You are viewing a plain text version of this content. The canonical link for it is here.

Posted to issues@hbase.apache.org by "Todd Lipcon (Created) (JIRA)" <ji...@apache.org> on 2011/11/01 18:43:32 UTC

[jira] [Created] (HBASE-4717) More efficient age-off of old data during major compaction

More efficient age-off of old data during major compaction
----------------------------------------------------------

                 Key: HBASE-4717
                 URL: https://issues.apache.org/jira/browse/HBASE-4717
             Project: HBase
          Issue Type: Improvement
          Components: regionserver
    Affects Versions: 0.94.0
            Reporter: Todd Lipcon


Many applications need to implement efficient age-off of old data. We currently only perform age-off during major compaction by scanning through all of the KVs. Instead, we could implement the following:
- Set hbase.hstore.compaction.max.size reasonably small. Thus, older store files contain only smaller finite ranges of time.
- Periodically run an "age-off compaction". This compaction would scan the current list of storefiles. Any store file that falls entirely out of the TTL time range would be dropped. Store files completely within the time range would be un-altered. Those crossing the time-range boundary could either be left alone or compacted using the existing compaction code.

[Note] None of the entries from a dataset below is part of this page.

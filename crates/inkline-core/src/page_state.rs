//! View store: camera, selection and editor settings for one page.
//!
//! Independent of the shape collection; the state manager is responsible for
//! keeping its ids in sync with the document store.

use crate::camera::Camera;
use crate::shapes::StyleRecord;
use kurbo::{Point, Vec2};
use serde::{Deserialize, Serialize};

/// Editor settings: grid and the style defaults for newly created shapes.
#[derive(Debug, Clone, PartialEq, Serialize, Deserialize)]
#[serde(rename_all = "camelCase")]
pub struct Settings {
    /// Grid cell size in canvas units. A grid of 1 disables snapping.
    pub grid: f64,
    pub hide_grid: bool,
    pub styles: StyleRecord,
}

impl Default for Settings {
    fn default() -> Self {
        Self {
            grid: 1.0,
            hide_grid: true,
            styles: StyleRecord::defaults(),
        }
    }
}

impl Settings {
    /// Effective grid for snapping: 1 (no snap) while the grid is hidden.
    pub fn grid_factor(&self) -> f64 {
        if self.hide_grid { 1.0 } else { self.grid }
    }
}

/// Per-page view state. Single-selection model: at most one shape is
/// selected, hovered or edited at a time.
#[derive(Debug, Clone, Default, PartialEq, Serialize, Deserialize)]
#[serde(rename_all = "camelCase")]
pub struct PageState {
    pub id: String,
    #[serde(default)]
    pub camera: Camera,
    #[serde(default, skip_serializing_if = "Option::is_none")]
    pub selected_id: Option<String>,
    #[serde(default, skip_serializing_if = "Option::is_none")]
    pub hovered_id: Option<String>,
    #[serde(default, skip_serializing_if = "Option::is_none")]
    pub editing_id: Option<String>,
    #[serde(default)]
    pub settings: Settings,
}

impl PageState {
    pub fn new(page_id: &str) -> Self {
        Self {
            id: page_id.to_string(),
            ..Default::default()
        }
    }

    pub fn select(&mut self, id: Option<String>) {
        self.selected_id = id;
    }

    pub fn is_selected(&self, id: &str) -> bool {
        self.selected_id.as_deref() == Some(id)
    }

    /// Clear any reference to the given shape id. Called when a shape is
    /// removed so the view state never points at a dangling id.
    pub fn forget_shape(&mut self, id: &str) {
        if self.selected_id.as_deref() == Some(id) {
            self.selected_id = None;
        }
        if self.hovered_id.as_deref() == Some(id) {
            self.hovered_id = None;
        }
        if self.editing_id.as_deref() == Some(id) {
            self.editing_id = None;
        }
    }

    /// Drop selection, hover and edit state at once.
    pub fn clear_selection(&mut self) {
        self.selected_id = None;
        self.hovered_id = None;
        self.editing_id = None;
    }

    pub fn screen_to_canvas(&self, point: Point) -> Point {
        self.camera.screen_to_canvas(point)
    }

    pub fn canvas_to_screen(&self, point: Point) -> Point {
        self.camera.canvas_to_screen(point)
    }

    pub fn pan(&mut self, delta: Vec2) {
        self.camera.pan(delta);
    }

    pub fn zoom_to(&mut self, center: Point, next_zoom: f64) {
        self.camera.zoom_to(center, next_zoom);
    }
}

I don't have a design in mind for how exactly this would be implemented, but hope to generate some discussion.

--
This message is automatically generated by JIRA.
If you think it was sent incorrectly, please contact your JIRA administrators: https://issues.apache.org/jira/secure/ContactAdministrators!default.jspa
For more information on JIRA, see: http://www.atlassian.com/software/jira

[jira] [Commented] (HBASE-4717) More efficient age-off of old data during major compaction

Posted by "Jonathan Gray (Commented) (JIRA)" <ji...@apache.org>.

    [ https://issues.apache.org/jira/browse/HBASE-4717?page=com.atlassian.jira.plugin.system.issuetabpanels:comment-tabpanel&focusedCommentId=13141445#comment-13141445 ] 

Jonathan Gray commented on HBASE-4717:
--------------------------------------

+1 on this general direction.

We've long talked of special compaction heuristics that would bucketize by time in some way (and you could really take advantage of the TimeRangeTracker file selection stuff for read perf).  We did as you describe and set a small max.size, so once a file reached a certain size, it would never be compacted again.  This allowed us to "age out" the data by keeping old stuff separate from new stuff in files.

We were not trying to actually wipe out the data, only separate it, because this was mostly a read-modify-write workload that needed access to recent data but the old data still needed to be available for user read queries.  It would probably be simple to add a check during compaction time of the time range of each file and if the max is expired, just to wipe out that file.
                
> More efficient age-off of old data during major compaction
> ----------------------------------------------------------
>
>                 Key: HBASE-4717
>                 URL: https://issues.apache.org/jira/browse/HBASE-4717
>             Project: HBase
>          Issue Type: Improvement
>          Components: regionserver
>    Affects Versions: 0.94.0
>            Reporter: Todd Lipcon
>
> Many applications need to implement efficient age-off of old data. We currently only perform age-off during major compaction by scanning through all of the KVs. Instead, we could implement the following:
> - Set hbase.hstore.compaction.max.size reasonably small. Thus, older store files contain only smaller finite ranges of time.
> - Periodically run an "age-off compaction". This compaction would scan the current list of storefiles. Any store file that falls entirely out of the TTL time range would be dropped. Store files completely within the time range would be un-altered. Those crossing the time-range boundary could either be left alone or compacted using the existing compaction code.
> I don't have a design in mind for how exactly this would be implemented, but hope to generate some discussion.

--
This message is automatically generated by JIRA.
If you think it was sent incorrectly, please contact your JIRA administrators: https://issues.apache.org/jira/secure/ContactAdministrators!default.jspa
For more information on JIRA, see: http://www.atlassian.com/software/jira

[jira] [Commented] (HBASE-4717) More efficient age-off of old data during major compaction

Posted by "Todd Lipcon (Commented) (JIRA)" <ji...@apache.org>.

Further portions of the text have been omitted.